▶ _ASSIGNMENT_: Return all lines below containing the word "crate".

▶ _Dataset entries_:
★ ★ ★ ★ ★ ★ ★
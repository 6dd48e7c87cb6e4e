//! Chat digest rendering (Feishu markdown).
//!
//! Each tier is cut to `per_tier_limit` entries without a "+N more" marker;
//! the result file keeps the full lists.

use chrono::NaiveDate;

use crate::config::MessageConfig;
use crate::record::{TenderRecord, Tiers};

const UNKNOWN_REGION: &str = "未知";

fn push_high(out: &mut String, n: usize, r: &TenderRecord) {
    out.push_str(&format!("\n{n}. **{}**\n", r.title));
    out.push_str(&format!(
        "   📍 {} | 💰 需点击查看 | 📅 {}\n",
        r.region.as_deref().unwrap_or(UNKNOWN_REGION),
        r.date
    ));
    out.push_str(&format!("   🔗 [查看详情]({})\n", r.link));
    out.push_str(&format!("   🏷️ 关键词：{}\n", r.keywords.join(", ")));
}

fn push_medium(out: &mut String, n: usize, r: &TenderRecord) {
    out.push_str(&format!("\n{n}. {}\n", r.title));
    out.push_str(&format!(
        "   📍 {} | 📅 {}\n",
        r.region.as_deref().unwrap_or(UNKNOWN_REGION),
        r.date
    ));
    out.push_str(&format!("   🔗 [查看详情]({})\n", r.link));
}

pub fn format_message(tiers: &Tiers, date: NaiveDate, cfg: &MessageConfig) -> String {
    let limit = cfg.per_tier_limit;
    let mut out = format!("🎯 **每日情报推送（{}）**\n\n", date.format("%Y-%m-%d"));

    if !tiers.high.is_empty() {
        out.push_str("**🔴 高优先级（建议立即联系）**\n");
        for (i, r) in tiers.high.iter().take(limit).enumerate() {
            push_high(&mut out, i + 1, r);
        }
    }

    if !tiers.medium.is_empty() {
        out.push_str("\n**🟡 中优先级（值得关注）**\n");
        for (i, r) in tiers.medium.iter().take(limit).enumerate() {
            push_medium(&mut out, i + 1, r);
        }
    }

    if tiers.is_empty() {
        out.push_str("\n📭 今日暂无匹配情报，建议关注以下渠道：\n");
        out.push_str("- 直接联系目标城投公司资产管理部\n");
        out.push_str("- 参加产业园区行业沙龙\n");
    }

    out.push_str("\n---\n");
    out.push_str("💡 **建议行动**：\n");
    out.push_str("1. 高优先级项目建议在3个工作日内联系\n");
    out.push_str("2. 话术参考：「看到贵司招标，我有15年园区操盘经验，曾帮3个园区实现从0到1...」\n");
    out.push_str(&format!("3. 需要定制化话术请@{}\n", cfg.contact));

    out
}

#[cfg(test)]
mod tests {
    use super::*;
    use crate::record::Priority;

    fn rec(i: usize, region: Option<&str>, priority: Priority) -> TenderRecord {
        TenderRecord {
            source: "test".into(),
            title: format!("标题{i}"),
            link: format!("http://h.test/{i}"),
            date: "2025-09-01".into(),
            keywords: vec!["城投".into(), "资产管理".into()],
            region: region.map(String::from),
            priority,
        }
    }

    fn date() -> NaiveDate {
        NaiveDate::from_ymd_opt(2025, 9, 6).unwrap()
    }

    #[test]
    fn header_carries_the_date() {
        let msg = format_message(&Tiers::default(), date(), &MessageConfig::default());
        assert!(msg.starts_with("🎯 **每日情报推送（2025-09-06）**"));
    }

    #[test]
    fn empty_tiers_suggest_manual_channels() {
        let msg = format_message(&Tiers::default(), date(), &MessageConfig::default());
        assert!(msg.contains("今日暂无匹配情报"));
        assert!(!msg.contains("高优先级（建议立即联系）"));
        assert!(!msg.contains("中优先级"));
        assert!(msg.contains("需要定制化话术请@AoKen"));
    }

    #[test]
    fn each_tier_is_cut_to_five_silently() {
        let tiers = Tiers {
            high: (0..8).map(|i| rec(i, Some("深圳"), Priority::High)).collect(),
            medium: (100..107).map(|i| rec(i, None, Priority::Medium)).collect(),
        };
        let msg = format_message(&tiers, date(), &MessageConfig::default());
        assert!(msg.contains("**标题4**"));
        assert!(!msg.contains("标题5"));
        assert!(msg.contains("标题104"));
        assert!(!msg.contains("标题105"));
        assert_eq!(msg.matches("查看详情").count(), 10);
        assert!(!msg.contains("more"));
        assert!(!msg.contains("今日暂无匹配情报"));
    }

    #[test]
    fn high_entry_lists_keywords_medium_falls_back_to_unknown_region() {
        let tiers = Tiers {
            high: vec![rec(1, Some("深圳"), Priority::High)],
            medium: vec![rec(2, None, Priority::Medium)],
        };
        let msg = format_message(&tiers, date(), &MessageConfig::default());
        assert!(msg.contains("   📍 深圳 | 💰 需点击查看 | 📅 2025-09-01\n"));
        assert!(msg.contains("   🏷️ 关键词：城投, 资产管理\n"));
        assert!(msg.contains("\n1. 标题2\n   📍 未知 | 📅 2025-09-01\n"));
        assert!(msg.contains("   🔗 [查看详情](http://h.test/2)\n"));
    }

    #[test]
    fn limit_and_contact_are_configurable() {
        let cfg = MessageConfig {
            per_tier_limit: 1,
            contact: "ops".into(),
        };
        let tiers = Tiers {
            high: vec![],
            medium: (0..3).map(|i| rec(i, Some("广州"), Priority::Medium)).collect(),
        };
        let msg = format_message(&tiers, date(), &cfg);
        assert_eq!(msg.matches("查看详情").count(), 1);
        assert!(msg.ends_with("3. 需要定制化话术请@ops\n"));
    }
}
★ ★ ★ ★ ★ ★ ★
▶ _YOUR SOLUTION_:
use crate::config::MessageConfig;
use crate::record::{TenderRecord, Tiers};
    use crate::record::Priority;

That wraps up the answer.